Archives of Yugoslavia (), in Belgrade, Serbia, houses and protects the archival materials produced by state bodies and organizations of Yugoslavia from 1918 to 2006. It currently exists as a cultural institution, museum and library. The Archives' building is located in Senjak, which belongs to a designated cultural-historical area of Topčider, famous for its numerous public and private buildings assigned monument status. It is the most important archive and museum of the history of Yugoslavia.

History
The Archives of the Yugoslav state were founded in 1950, under the name State Archive of the Federal People's Republic of Yugoslavia (FNRJ). Three years later the name was changed to The State Archives of FNRJ, and in 1964, to The Archives of Yugoslavia. It retained this name until 2003, when, as a consequence of the creation of a State Union of Serbia and Montenegro, it was renamed The Archives of Serbia and Montenegro. In 2009, the Serbian government reinstated its previous name and granted it the status of high cultural importance.

Archives and collections
Within its 840 archives and collections, The Archives of Yugoslavia house 24.5 kilometers of records created between 1914 and 2006. The materials relate to the activities of the central government and state authorities in the areas of the domestic and foreign policy, finance, economy, healthcare, education, culture, social policy, justice, banking, and other topics.

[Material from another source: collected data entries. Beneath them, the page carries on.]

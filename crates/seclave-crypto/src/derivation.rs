//! Room key derivation from the membership public-key set.
//!
//! Every member runs the same pure function over the same published
//! membership set and arrives at the same symmetric key, with no key
//! material ever crossing the wire.

use std::{collections::BTreeSet, fmt};

use serde::{Deserialize, Serialize};
use sha2::{Digest, Sha256};
use zeroize::Zeroize;

use crate::{error::CryptoError, identity::PublicKeyRecord};

/// Size of a derived room key in bytes (AES-256).
pub const ROOM_KEY_SIZE: usize = 32;

/// Short opaque identifier for a room, doubling as the public salt in
/// key derivation.
///
/// Normalized to upper-case ASCII exactly once at construction so every
/// member feeds byte-identical salt into the derivation regardless of
/// how the code was typed.
#[derive(Debug, Clone, PartialEq, Eq, Hash, Serialize, Deserialize)]
#[serde(transparent)]
pub struct RoomCode(String);

impl RoomCode {
    /// Normalize and wrap a room code.
    pub fn new(code: &str) -> Self {
        Self(code.trim().to_ascii_uppercase())
    }

    /// The normalized code text.
    pub fn as_str(&self) -> &str {
        &self.0
    }
}

impl fmt::Display for RoomCode {
    fn fmt(&self, f: &mut fmt::Formatter<'_>) -> fmt::Result {
        f.write_str(&self.0)
    }
}

/// Symmetric room key shared by all current members.
///
/// Valid until the next membership change or room closure. Never
/// persisted, never transmitted; zeroized on drop.
#[derive(Clone)]
pub struct RoomKey {
    key: [u8; ROOM_KEY_SIZE],
}

impl RoomKey {
    /// Raw key bytes for the AEAD cipher.
    pub fn as_bytes(&self) -> &[u8; ROOM_KEY_SIZE] {
        &self.key
    }
}

impl Drop for RoomKey {
    fn drop(&mut self) {
        self.key.zeroize();
    }
}

impl PartialEq for RoomKey {
    fn eq(&self, other: &Self) -> bool {
        self.key == other.key
    }
}

impl Eq for RoomKey {}

impl fmt::Debug for RoomKey {
    // Never print key material
    fn fmt(&self, f: &mut fmt::Formatter<'_>) -> fmt::Result {
        f.debug_struct("RoomKey").finish_non_exhaustive()
    }
}

/// Derive the symmetric room key for a membership set.
///
/// 1. Deduplicate and sort the member key records lexicographically.
/// 2. Concatenate the room code followed by the sorted records.
/// 3. SHA-256 the concatenation; the 32-byte digest IS the AES-256-GCM
///    key (no further KDF stretching).
///
/// Pure function: two independent computations over an identical set
/// yield a bit-identical key, regardless of the order keys were
/// supplied in.
///
/// # Security
///
/// All inputs are public (room code, public keys), so this scheme gives
/// *consistency*, not secrecy, against an observer who collected them.
/// A deployment wanting secrecy from the relay should substitute a
/// pairwise agreement built on [`crate::KeyPair::diffie_hellman`]; the
/// session layer is agnostic to how the key is produced.
///
/// # Errors
///
/// - `CryptoError::EmptyMembership` if no keys were supplied (a room
///   always contains at least its creator)
pub fn derive_room_key(
    room_code: &RoomCode,
    member_keys: &[PublicKeyRecord],
) -> Result<RoomKey, CryptoError> {
    let sorted: BTreeSet<&str> = member_keys.iter().map(PublicKeyRecord::as_str).collect();
    if sorted.is_empty() {
        return Err(CryptoError::EmptyMembership);
    }

    let mut hasher = Sha256::new();
    hasher.update(room_code.as_str().as_bytes());
    for record in &sorted {
        hasher.update(record.as_bytes());
    }

    Ok(RoomKey { key: hasher.finalize().into() })
}
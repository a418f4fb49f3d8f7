//! Seclave Cryptographic Primitives
//!
//! Cryptographic building blocks for Seclave rooms. Pure functions with
//! deterministic outputs. Callers provide random bytes for deterministic
//! testing.
//!
//! # Key Lifecycle
//!
//! Every participant owns one X25519 identity key pair. The public half is
//! exported as a canonical base64 record and exchanged during room
//! creation/join. Whenever the room's membership changes, every member
//! independently derives the same symmetric room key from the membership
//! set. Messages are encrypted under that key with AES-256-GCM.
//!
//! ```text
//! Identity KeyPair (X25519)
//!        │ export
//!        ▼
//! PublicKeyRecord (base64, one per member)
//!        │ sort + concat with room code
//!        ▼
//! SHA-256  →  RoomKey (per membership version)
//!        │
//!        ▼
//! AES-256-GCM  →  EncryptedEnvelope
//! ```
//!
//! # Security
//!
//! Rotation:
//! - Every membership change produces a new room key
//! - Envelopes sealed under a prior key become undecryptable by design
//!
//! Authenticity:
//! - AES-256-GCM provides tamper-proof encryption
//! - Fresh random 96-bit nonce per message; reuse under one key breaks
//!   the AEAD guarantees, so nonces are never derived from message data
//! - Failed authentication tag -> typed decryption failure
//!
//! Caveat:
//! - The room key is a digest over *public* inputs (room code + member
//!   public keys). That gives every member a consistent key but provides
//!   no secrecy against an observer who collected those public values.
//!   See [`derivation::derive_room_key`] for the full caveat and the
//!   pairwise-agreement escape hatch ([`identity::KeyPair::diffie_hellman`]).

#![forbid(unsafe_code)]
#![deny(missing_docs)]

pub mod cipher;
pub mod codec;
pub mod derivation;
pub mod error;
pub mod identity;

pub use cipher::{EncryptedEnvelope, NONCE_SIZE, decrypt, encrypt};
pub use derivation::{ROOM_KEY_SIZE, RoomCode, RoomKey, derive_room_key};
pub use error::CryptoError;
pub use identity::{Fingerprint, KeyPair, PUBLIC_KEY_SIZE, PublicKeyRecord};
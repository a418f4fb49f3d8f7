//! Message encryption using AES-256-GCM.
//!
//! All functions are pure - random bytes must be provided by the caller.
//! This enables deterministic testing and keeps the session state machine
//! free of IO.

use aes_gcm::{
    Aes256Gcm, Key, Nonce,
    aead::{Aead, KeyInit},
};
use serde::{Deserialize, Serialize};

use crate::{codec, derivation::RoomKey, error::CryptoError};

/// Size of the AES-GCM nonce in bytes (96 bits).
pub const NONCE_SIZE: usize = 12;

/// An encrypted message, self-contained for decryption given the
/// correct room key.
///
/// Both fields are codec-encoded text so the envelope can cross the
/// process boundary as-is. Sender and timestamp metadata ride outside
/// the envelope (and outside the AEAD tag) at the wire layer.
#[derive(Debug, Clone, PartialEq, Eq, Serialize, Deserialize)]
pub struct EncryptedEnvelope {
    /// Ciphertext including the 16-byte GCM tag, base64 encoded.
    pub ciphertext: String,
    /// The 12-byte nonce, base64 encoded.
    pub nonce: String,
}

/// Encrypt plaintext under a room key.
///
/// The caller provides a fresh nonce per call and MUST source it from a
/// cryptographically secure RNG in production: nonce reuse under the
/// same key breaks both confidentiality and integrity of AES-GCM.
pub fn encrypt(key: &RoomKey, plaintext: &str, nonce_bytes: [u8; NONCE_SIZE]) -> EncryptedEnvelope {
    let cipher = Aes256Gcm::new(Key::<Aes256Gcm>::from_slice(key.as_bytes()));

    let Ok(ciphertext) = cipher.encrypt(Nonce::from_slice(&nonce_bytes), plaintext.as_bytes())
    else {
        unreachable!("AES-256-GCM encryption cannot fail with valid inputs");
    };

    EncryptedEnvelope { ciphertext: codec::encode(&ciphertext), nonce: codec::encode(&nonce_bytes) }
}

/// Decrypt an envelope under a room key.
///
/// Decryption with any key other than the exact key used to encrypt
/// fails deterministically, as does any bit flip in ciphertext or nonce.
///
/// # Errors
///
/// - `CryptoError::Codec` if either field is not valid base64
/// - `CryptoError::InvalidNonce` if the nonce is not 12 bytes
/// - `CryptoError::DecryptionFailed` on authentication failure or
///   non-UTF-8 plaintext
pub fn decrypt(key: &RoomKey, envelope: &EncryptedEnvelope) -> Result<String, CryptoError> {
    let ciphertext = codec::decode(&envelope.ciphertext)?;
    let nonce_bytes = codec::decode(&envelope.nonce)?;

    if nonce_bytes.len() != NONCE_SIZE {
        return Err(CryptoError::InvalidNonce { expected: NONCE_SIZE, actual: nonce_bytes.len() });
    }

    let cipher = Aes256Gcm::new(Key::<Aes256Gcm>::from_slice(key.as_bytes()));
    let plaintext = cipher
        .decrypt(Nonce::from_slice(&nonce_bytes), ciphertext.as_slice())
        .map_err(|_| CryptoError::DecryptionFailed { reason: "authentication failed".to_string() })?;

    String::from_utf8(plaintext).map_err(|_| CryptoError::DecryptionFailed {
        reason: "plaintext is not valid UTF-8".to_string(),
    })
}
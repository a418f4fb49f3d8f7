//! Error types for cryptographic operations

use thiserror::Error;

/// Errors from cryptographic primitives.
#[derive(Debug, Error)]
pub enum CryptoError {
    /// Text value is not valid base64
    #[error("codec failure: {reason}")]
    Codec {
        /// Reason the decode was rejected
        reason: String,
    },

    /// Public key record does not decode to the expected length
    #[error("invalid public key: expected {expected} bytes, got {actual}")]
    InvalidPublicKey {
        /// Expected key length
        expected: usize,
        /// Actual decoded length
        actual: usize,
    },

    /// Room key derivation was attempted over an empty membership set
    /// A room always contains at least its creator
    #[error("cannot derive a room key from an empty membership set")]
    EmptyMembership,

    /// Nonce does not decode to the expected length
    #[error("invalid nonce: expected {expected} bytes, got {actual}")]
    InvalidNonce {
        /// Expected nonce length
        expected: usize,
        /// Actual decoded length
        actual: usize,
    },

    /// Decryption failed (authentication tag mismatch, wrong key, or
    /// tampered ciphertext)
    #[error("decryption failed: {reason}")]
    DecryptionFailed {
        /// Reason for decryption failure
        reason: String,
    },
}

impl CryptoError {
    /// Returns true if this error is recoverable at the session boundary.
    ///
    /// Recoverable errors come from untrusted wire input (tampering, stale
    /// keys, malformed text) and are rendered as an "undecryptable"
    /// placeholder. Non-recoverable errors indicate a caller contract
    /// violation.
    pub fn is_recoverable(&self) -> bool {
        match self {
            // Untrusted input - render placeholder, keep going
            Self::Codec { .. }
            | Self::InvalidNonce { .. }
            | Self::InvalidPublicKey { .. }
            | Self::DecryptionFailed { .. } => true,

            // Caller violated the membership contract
            Self::EmptyMembership => false,
        }
    }
}
//! Gossip message bodies: a big endian `u32` record count followed by that many
//! `u16`-length-prefixed peer records.
//!
//! A body is accepted or rejected as a whole. One bad record means the sender and receiver
//! disagree on framing, and nothing after it can be trusted either.

use crate::error::{MembershipError, Result};
use crate::membership::utils::{ensure, MAX_PEER_LENGTH};
use crate::membership::{Peer, PeerList};
use bytes::{Buf, BufMut, Bytes, BytesMut};

const COUNT_SIZE: usize = 4;
const LEN_SIZE: usize = 2;

pub fn encode_peers<'a, I>(peers: I) -> Bytes
where
  I: IntoIterator<Item = &'a Peer>,
{
  let peers = peers.into_iter().collect::<Vec<_>>();
  let total = COUNT_SIZE + peers.iter().map(|p| LEN_SIZE + p.encoded_len()).sum::<usize>();
  let mut buf = BytesMut::with_capacity(total);
  buf.put_u32(peers.len() as u32);
  for p in peers {
    buf.put_u16(p.encoded_len() as u16);
    p.write(&mut buf);
  }
  buf.freeze()
}

/// Decodes a gossip body into peers in the order they were sent.
pub fn decode_peers(mut body: &[u8]) -> Result<Vec<Peer>> {
  let total = body.len();
  ensure(body, COUNT_SIZE)?;
  let count = body.get_u32() as usize;
  let mut peers = Vec::with_capacity(count.min(body.len() / (LEN_SIZE + Peer::HEADER_SIZE)));
  for _ in 0..count {
    ensure(body, LEN_SIZE)?;
    let len = body.get_u16() as usize;
    if len > MAX_PEER_LENGTH {
      return Err(MembershipError::RecordTooLong {
        len: len,
        max: MAX_PEER_LENGTH,
      });
    }
    ensure(body, len)?;
    peers.push(Peer::decode(&body[..len])?);
    body.advance(len);
  }
  if !body.is_empty() {
    return Err(MembershipError::Framing {
      declared: total - body.len(),
      consumed: total,
    });
  }
  Ok(peers)
}

impl PeerList {
  /// Writes the list as a gossip body, copying the packed records as they are.
  pub fn write_payload(&self, buf: &mut BytesMut) {
    buf.reserve(COUNT_SIZE + self.len() * LEN_SIZE);
    buf.put_u32(self.len() as u32);
    for idx in 0..self.len() {
      let record = self.record(idx);
      buf.put_u16(record.len() as u16);
      buf.put_slice(record);
    }
  }

  pub fn payload(&self) -> Bytes {
    let mut buf = BytesMut::new();
    self.write_payload(&mut buf);
    buf.freeze()
  }
}

#[cfg(test)]
use crate::membership::PeerState;
#[cfg(test)]
use crate::testkit::peer;

#[test]
fn test_list_payload_matches_encoded_peers() {
  let mut list = PeerList::new(8);
  let peers = (1..=5u16)
    .map(|p| peer(p, PeerState::Alive))
    .collect::<Vec<_>>();
  for p in peers.iter() {
    list.append(p).unwrap();
  }
  let body = list.payload();
  assert_eq!(body, encode_peers(&peers));
  assert_eq!(decode_peers(&body), Ok(peers));
}

#[test]
fn test_decode_rejects_whole_batch() {
  let peers = vec![peer(1, PeerState::Alive), peer(2, PeerState::Dead)];
  let body = encode_peers(&peers);

  let mut trailing = body.to_vec();
  trailing.push(0);
  assert!(matches!(
    decode_peers(&trailing),
    Err(MembershipError::Framing { .. })
  ));

  let mut short_count = body.to_vec();
  short_count[3] = 3;
  assert!(matches!(
    decode_peers(&short_count),
    Err(MembershipError::Truncated { .. })
  ));

  let mut bad_tag = body.to_vec();
  let second = COUNT_SIZE + LEN_SIZE + peers[0].encoded_len() + LEN_SIZE;
  bad_tag[second] = 200;
  assert_eq!(
    decode_peers(&bad_tag),
    Err(MembershipError::UnknownPeerState(200))
  );

  assert_eq!(decode_peers(&encode_peers(&Vec::<Peer>::new())), Ok(vec![]));
}
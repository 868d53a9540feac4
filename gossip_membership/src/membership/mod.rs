//! Cluster membership by gossip.
//!
//! Every node keeps a [`PeerList`]: one record per known cluster member, holding the member's
//! client, management and replication [`Endpoint`]s, its [`Heartbeat`], its [`PeerState`] and
//! the raft partitions it takes part in. Nodes periodically send their list (or part of it) to
//! other nodes, which [`merge`](PeerList::merge) it into their own. The merge walks both lists
//! once in management endpoint order and keeps, for every peer, whichever record carries the
//! newer heartbeat, with a fixed precedence between states on ties. Anything the receiver
//! knows better is collected into a diff and sent back, so two nodes that exchange gossip in
//! both directions agree afterwards.
//!
//! ### Records
//! Peer records have a bounded, hand-laid binary encoding (big endian):
//!
//! ```text
//! PeerRecord     := Header Endpoint{3} RaftMembership{0..20}
//! Header         := state:u8 generation:u64 version:u32 changeStateTime:i64
//! Endpoint       := type:u8 port:i32 hostLen:u16 host:bytes[hostLen]
//! RaftMembership := partitionId:i32 term:i32 state:u8 topicLen:u16 topic:bytes[topicLen]
//! ```
//!
//! Host and topic names are bounded, so a record never exceeds [`MAX_PEER_LENGTH`], and a
//! [`PeerList`] stores its peers in slots of exactly that size.
//!
//! ### Ownership
//! None of these types lock. A [`MembershipService`] owns the list on a single task and
//! everything else talks to it through a [`MembershipHandle`].

mod endpoint;
mod heartbeat;
mod merge;
pub mod payload;
mod peer;
mod peer_list;
mod raft;
mod service;
mod utils;

#[rustfmt::skip]
pub use {
  endpoint::Endpoint,
  endpoint::EndpointType,
  heartbeat::Heartbeat,
  merge::merge_peer,
  merge::MergeStats,
  merge::PeerMerge,
  peer::transition,
  peer::Peer,
  peer::PeerState,
  peer::Transition,
  peer_list::PeerList,
  peer_list::PeerListIter,
  peer_list::PeerListListener,
  raft::RaftMembership,
  raft::RaftMembershipList,
  raft::RaftMembershipState,
  raft::RaftPartition,
  service::MembershipCmd,
  service::MembershipHandle,
  service::MembershipService,
  utils::now_millis,
  utils::MembershipConfig,
  utils::MAX_HOST_LENGTH,
  utils::MAX_PEER_LENGTH,
  utils::MAX_RAFT_MEMBERSHIPS,
  utils::MAX_TOPIC_NAME_LENGTH,
};
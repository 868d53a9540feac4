use gossip_membership::membership::payload::decode_peers;
use gossip_membership::membership::{
  Endpoint, Heartbeat, MembershipConfig, MembershipHandle, MembershipService, Peer, PeerList,
  PeerState,
};
use gossip_membership::testkit::{init_logging, TestPartition};
use gossip_membership::{MembershipError, Result};
use std::env::args;
use std::sync::Arc;
use tracing::{info, warn, Level};

const HOST: &str = "127.0.0.1";

struct SimNode {
  management: Endpoint,
  handle: MembershipHandle,
  up: bool,
}

/// Runs `nodes` membership services in one process and gossips between them for `rounds`
/// rounds, then takes the last node down and watches its death spread.
///
/// usage: gossip-sim [nodes] [rounds]
#[tokio::main]
async fn main() -> Result<()> {
  init_logging(Level::INFO);
  let mut args = args().skip(1);
  let nodes = args.next().and_then(|a| a.parse::<u16>().ok()).unwrap_or(5);
  let rounds = args.next().and_then(|a| a.parse::<u32>().ok()).unwrap_or(10);
  let config = MembershipConfig::default();

  let mut sim = Vec::new();
  for n in 0..nodes {
    let base = 26500 + n * 10;
    let local = Peer::new(
      Endpoint::new(HOST, base)?,
      Endpoint::new(HOST, base + 1)?,
      Endpoint::new(HOST, base + 2)?,
    );
    let handle = MembershipService::new(config.clone(), local)?.spawn();
    handle
      .add_raft(Arc::new(TestPartition::new("default-topic", n as i32)))
      .await?;
    sim.push(SimNode {
      management: Endpoint::new(HOST, base + 1)?,
      handle: handle,
      up: true,
    });
  }

  // Everyone joins through the first node.
  for n in 1..sim.len() {
    exchange(&sim, n, 0).await?;
  }

  for round in 0..rounds {
    gossip_round(&sim, &config).await?;
    info!(round = round, converged = converged(&sim).await?, "round finished");
    tokio::time::sleep(config.heartbeat_interval / 10).await;
  }

  if sim.len() > 1 {
    let last = sim.len() - 1;
    sim[last].handle.shutdown();
    sim[last].up = false;
    let victim = sim[last].management.clone();
    // Let the victim's final heartbeat settle first, or a fresher alive record outruns the
    // death notice.
    for _ in 0..rounds {
      gossip_round(&sim, &config).await?;
      if converged_on(&sim, &victim).await? {
        break;
      }
    }
    sim[0].handle.dead(victim.clone()).await?;
    for round in 0..rounds {
      gossip_round(&sim, &config).await?;
      let mut aware = 0;
      for node in sim.iter().filter(|n| n.up) {
        let peers = node.handle.snapshot().await?;
        if peers
          .iter()
          .any(|p| *p.management_endpoint() == victim && p.state() == PeerState::Dead)
        {
          aware += 1;
        }
      }
      info!(round = round, aware = aware, of = last, "spreading death of {}", victim);
      if aware == last {
        break;
      }
    }
  }

  for node in sim.iter().filter(|n| n.up) {
    node.handle.shutdown();
  }
  Ok(())
}

/// Every live node advances its heartbeat and gossips to `gossip_fanout` random alive peers.
async fn gossip_round(sim: &[SimNode], config: &MembershipConfig) -> Result<()> {
  for (n, node) in sim.iter().enumerate().filter(|(_, n)| n.up) {
    node.handle.heartbeat().await?;
    let mut candidates = PeerList::new(config.peer_capacity);
    for p in decode_peers(&node.handle.payload().await?)? {
      if p.state() == PeerState::Alive && *p.management_endpoint() != node.management {
        candidates.append(&p)?;
      }
    }
    candidates.shuffle();
    for p in candidates.iter().take(config.gossip_fanout) {
      let target = p?;
      let to = match sim
        .iter()
        .position(|s| s.management == *target.management_endpoint())
      {
        Some(to) => to,
        None => continue,
      };
      match exchange(sim, n, to).await {
        Err(MembershipError::ServiceClosed) => {
          warn!(target = %target.management_endpoint(), "gossip target unreachable")
        }
        res => res?,
      }
    }
  }
  Ok(())
}

/// `from` sends its whole list to `to` and merges the diff it gets back.
async fn exchange(sim: &[SimNode], from: usize, to: usize) -> Result<()> {
  let body = sim[from].handle.payload().await?;
  let diff = sim[to].handle.gossip(body).await?;
  sim[from].handle.gossip(diff).await?;
  Ok(())
}

async fn converged(sim: &[SimNode]) -> Result<bool> {
  let mut views: Vec<Vec<(Endpoint, Heartbeat, PeerState)>> = Vec::new();
  for node in sim.iter().filter(|n| n.up) {
    let view = node
      .handle
      .snapshot()
      .await?
      .into_iter()
      .map(|p| (p.management_endpoint().clone(), *p.heartbeat(), p.state()))
      .collect();
    views.push(view);
  }
  Ok(views.windows(2).all(|w| w[0] == w[1]))
}

/// Whether every live node holds the same heartbeat for `endpoint`.
async fn converged_on(sim: &[SimNode], endpoint: &Endpoint) -> Result<bool> {
  let mut beats = Vec::new();
  for node in sim.iter().filter(|n| n.up) {
    let beat = node
      .handle
      .snapshot()
      .await?
      .into_iter()
      .find(|p| p.management_endpoint() == endpoint)
      .map(|p| *p.heartbeat());
    beats.push(beat);
  }
  Ok(beats.windows(2).all(|w| w[0] == w[1]))
}
use gossip_membership::membership::{
  Endpoint, EndpointType, Heartbeat, Peer, PeerState, RaftMembershipState, MAX_HOST_LENGTH,
  MAX_PEER_LENGTH, MAX_RAFT_MEMBERSHIPS, MAX_TOPIC_NAME_LENGTH,
};
use rand::distributions::Alphanumeric;
use rand::rngs::SmallRng;
use rand::{Rng, SeedableRng};
use std::convert::TryFrom;

const ROUNDS: usize = 500;

fn random_name(rng: &mut SmallRng, max: usize) -> String {
  let len = rng.gen_range(0..=max);
  (0..len).map(|_| rng.sample(Alphanumeric) as char).collect()
}

fn random_endpoint(rng: &mut SmallRng) -> Endpoint {
  let host = random_name(rng, MAX_HOST_LENGTH);
  Endpoint::new(host, rng.gen()).unwrap()
}

fn random_peer(rng: &mut SmallRng) -> Peer {
  let mut peer = Peer::new(
    random_endpoint(rng),
    random_endpoint(rng),
    random_endpoint(rng),
  );
  *peer.heartbeat_mut() = Heartbeat::new(rng.gen(), rng.gen());
  let state = PeerState::try_from(rng.gen_range(0..4u8)).unwrap();
  peer.transition_at(state, rng.gen());
  for _ in 0..rng.gen_range(0..=MAX_RAFT_MEMBERSHIPS) {
    let raft_state = RaftMembershipState::try_from(rng.gen_range(0..3u8)).unwrap();
    let topic = random_name(rng, MAX_TOPIC_NAME_LENGTH);
    peer
      .raft_memberships_mut()
      .add_detached(rng.gen(), rng.gen(), raft_state, &topic)
      .unwrap();
  }
  peer
}

#[test]
fn peer_random_round_trip() {
  let mut rng = SmallRng::seed_from_u64(0xfeed);
  for _ in 0..ROUNDS {
    let peer = random_peer(&mut rng);
    let bytes = peer.encode();
    assert_eq!(bytes.len(), peer.encoded_len());
    assert!(bytes.len() <= MAX_PEER_LENGTH);
    let decoded = Peer::decode(&bytes).unwrap();
    assert_eq!(decoded, peer);
    for tpe in [
      EndpointType::Client,
      EndpointType::Management,
      EndpointType::Replication,
    ]
    .iter()
    {
      assert_eq!(decoded.endpoint(*tpe), peer.endpoint(*tpe));
    }
  }
}

#[test]
fn peer_largest_record_fits() {
  let host = "h".repeat(MAX_HOST_LENGTH);
  let mut peer = Peer::new(
    Endpoint::new(host.clone(), u16::MAX).unwrap(),
    Endpoint::new(host.clone(), u16::MAX).unwrap(),
    Endpoint::new(host, u16::MAX).unwrap(),
  );
  let topic = "t".repeat(MAX_TOPIC_NAME_LENGTH);
  for id in 0..MAX_RAFT_MEMBERSHIPS as i32 {
    peer
      .raft_memberships_mut()
      .add_detached(id, i32::MAX, RaftMembershipState::Leader, &topic)
      .unwrap();
  }
  assert_eq!(peer.encoded_len(), MAX_PEER_LENGTH);
  assert_eq!(Peer::decode(&peer.encode()), Ok(peer));
}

Archival records from the period of the Kingdom of Yugoslavia comprise 146 archives of materials created between 1918 and 1945. The archival materials of the post-war Yugoslavia comprise 633 archives generated in the period between 1945 and 2006.

Building of the Archives

Erected in 1933 on the location of the First Non-commissioned Infantry Officer School "King Aleksandar I", the building was first called The Residential Home for Secondary School Students King Aleksandar I.

Vojin Petrovic designed the impressive three-story building in the Modernist style.
Its use changed with the beginning of the Second World War and the occupation, during which it housed the Headquarters of the Gestapo, as well as a section of the German military command for the South-West. After the war the building housed the Communist Party and a police school.

In 2003, a bust of King Aleksandar I, made from a sculpture created in 1936 by Slavko Miletic, was returned to the courtyard of the Archives building.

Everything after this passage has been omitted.